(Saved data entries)
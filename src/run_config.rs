//! Run configuration distributed by RunControl with `INIT` and `CONFIG`.
//!
//! The text is a TOML document. Each role reads the table named after its
//! role and name, with scalar keys of the role table acting as defaults:
//!
//! ```toml
//! [Producer]
//! EventRate = 100        # default for every Producer
//!
//! [Producer.tel1]
//! EventRate = 250        # only for the Producer named tel1
//!
//! [DataCollector.dc]
//! SyncAlgorithm = "index"
//! FileType = "memory"
//! ```

use crate::error::AppResult;
use serde::de::DeserializeOwned;
use toml::{Table, Value};

/// Parsed run configuration.
#[derive(Debug, Clone, Default, PartialEq)]
pub struct Configuration {
    text: String,
    table: Table,
}

impl Configuration {
    /// Parses configuration text; empty text is an empty configuration.
    pub fn parse(text: &str) -> AppResult<Self> {
        let table = if text.trim().is_empty() {
            Table::new()
        } else {
            text.parse::<Table>()?
        };
        Ok(Self {
            text: text.to_string(),
            table,
        })
    }

    /// Original text, as sent over the wire.
    pub fn text(&self) -> &str {
        &self.text
    }

    /// Section for `role.name`.
    pub fn section(&self, role: &str, name: &str) -> ConfigSection {
        let mut merged = Table::new();
        if let Some(Value::Table(role_table)) = self.table.get(role) {
            for (key, value) in role_table {
                if !value.is_table() {
                    merged.insert(key.clone(), value.clone());
                }
            }
            if let Some(Value::Table(own)) = role_table.get(name) {
                for (key, value) in own {
                    merged.insert(key.clone(), value.clone());
                }
            }
        }
        ConfigSection {
            role: role.to_string(),
            name: name.to_string(),
            table: merged,
        }
    }
}

/// Configuration keys visible to one role instance.
#[derive(Debug, Clone, Default, PartialEq)]
pub struct ConfigSection {
    role: String,
    name: String,
    table: Table,
}

impl ConfigSection {
    /// Typed lookup with a fallback for missing or mistyped keys.
    pub fn get<T: DeserializeOwned>(&self, key: &str, default: T) -> T {
        self.table
            .get(key)
            .and_then(|value| value.clone().try_into().ok())
            .unwrap_or(default)
    }

    /// Whether `key` is present.
    pub fn contains(&self, key: &str) -> bool {
        self.table.contains_key(key)
    }

    /// Whether the section has no keys.
    pub fn is_empty(&self) -> bool {
        self.table.is_empty()
    }

    /// `role.name` this section was resolved for.
    pub fn label(&self) -> String {
        format!("{}.{}", self.role, self.name)
    }
}

#[cfg(test)]
mod tests {
    use super::*;

    const TEXT: &str = r#"
        [Producer]
        EventRate = 100
        Mode = "sim"

        [Producer.tel1]
        EventRate = 250

        [DataCollector.dc]
        SyncAlgorithm = "trigger"
    "#;

    #[test]
    fn test_section_merges_role_defaults() {
        let config = Configuration::parse(TEXT).unwrap();
        let tel1 = config.section("Producer", "tel1");
        assert_eq!(tel1.get("EventRate", 0u32), 250);
        assert_eq!(tel1.get("Mode", String::new()), "sim");

        let other = config.section("Producer", "other");
        assert_eq!(other.get("EventRate", 0u32), 100);
        assert!(!other.contains("tel1"));
    }

    #[test]
    fn test_missing_section_uses_defaults() {
        let config = Configuration::parse(TEXT).unwrap();
        let section = config.section("LogCollector", "log");
        assert!(section.is_empty());
        assert_eq!(section.get("Anything", 7i64), 7);
        assert_eq!(section.label(), "LogCollector.log");
    }

    #[test]
    fn test_mistyped_value_falls_back() {
        let config = Configuration::parse(TEXT).unwrap();
        let dc = config.section("DataCollector", "dc");
        assert_eq!(dc.get("SyncAlgorithm", 3u32), 3);
        assert_eq!(dc.get("SyncAlgorithm", String::new()), "trigger");
    }

    #[test]
    fn test_empty_and_invalid_text() {
        assert!(Configuration::parse("").unwrap().section("A", "b").is_empty());
        assert!(Configuration::parse("[[[").is_err());
    }
}
//! Pairing policies selectable at configure time by name.

use crate::error::{AppResult, DaqError};
use crate::event::{Event, EventFlags};
use std::sync::Arc;

/// Decides which queued heads form the next composite.
pub trait SyncPolicy: Send {
    /// Name used in configuration.
    fn name(&self) -> &'static str;

    /// Picks streams from `heads` (one non-marker head per participating
    /// stream). `None` waits for more input.
    fn select(&mut self, heads: &[(u32, &Event)]) -> Option<Vec<u32>>;

    /// Optional consistency check on the chosen members.
    fn check(&self, _members: &[Arc<Event>]) -> Option<String> {
        None
    }
}

/// Strict round-robin: the i-th event of every stream forms composite i.
#[derive(Debug, Default, Clone, Copy)]
pub struct IndexSync;

impl SyncPolicy for IndexSync {
    fn name(&self) -> &'static str {
        "index"
    }

    fn select(&mut self, heads: &[(u32, &Event)]) -> Option<Vec<u32>> {
        Some(heads.iter().map(|(id, _)| *id).collect())
    }

    fn check(&self, members: &[Arc<Event>]) -> Option<String> {
        let first = members.first()?.event_number;
        if members.iter().all(|e| e.event_number == first) {
            return None;
        }
        let numbers: Vec<String> = members
            .iter()
            .map(|e| format!("{}:{}", e.stream_id, e.event_number))
            .collect();
        Some(format!("Event numbers out of step: {}", numbers.join(", ")))
    }
}

/// Groups heads carrying the lowest trigger number; others keep waiting.
///
/// Events without the `TRIG` flag are matched on their event number.
#[derive(Debug, Default, Clone, Copy)]
pub struct TriggerSync;

fn trigger_of(ev: &Event) -> u32 {
    if ev.flags.contains(EventFlags::TRIG) {
        ev.trigger_number
    } else {
        ev.event_number
    }
}

impl SyncPolicy for TriggerSync {
    fn name(&self) -> &'static str {
        "trigger"
    }

    fn select(&mut self, heads: &[(u32, &Event)]) -> Option<Vec<u32>> {
        let lowest = heads.iter().map(|(_, ev)| trigger_of(ev)).min()?;
        Some(
            heads
                .iter()
                .filter(|(_, ev)| trigger_of(ev) == lowest)
                .map(|(id, _)| *id)
                .collect(),
        )
    }
}

/// Groups heads whose `[ts_begin, ts_end)` windows overlap the earliest one.
#[derive(Debug, Default, Clone, Copy)]
pub struct TimestampSync {
    /// Slack added on both sides of every window, in timestamp units.
    pub tolerance: u64,
}

impl SyncPolicy for TimestampSync {
    fn name(&self) -> &'static str {
        "timestamp"
    }

    fn select(&mut self, heads: &[(u32, &Event)]) -> Option<Vec<u32>> {
        let (ref_id, reference) = heads.iter().min_by_key(|(_, ev)| ev.ts_begin)?;
        let begin = reference.ts_begin.saturating_sub(self.tolerance);
        let end = reference.ts_end.max(reference.ts_begin).saturating_add(self.tolerance);
        Some(
            heads
                .iter()
                .filter(|(id, ev)| id == ref_id || (ev.ts_begin <= end && ev.ts_end.max(ev.ts_begin) >= begin))
                .map(|(id, _)| *id)
                .collect(),
        )
    }
}

/// Builds a policy from its configured name.
pub fn policy_by_name(name: &str, tolerance: u64) -> AppResult<Box<dyn SyncPolicy>> {
    match name.to_ascii_lowercase().as_str() {
        "index" | "" => Ok(Box::new(IndexSync)),
        "trigger" => Ok(Box::new(TriggerSync)),
        "timestamp" => Ok(Box::new(TimestampSync { tolerance })),
        other => Err(DaqError::Configuration(format!(
            "unknown sync algorithm '{other}', expected index, trigger or timestamp"
        ))),
    }
}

**What you have to do:**
Say how many lines in the records contain the string "format". No other text is needed.

**Answer space:**
4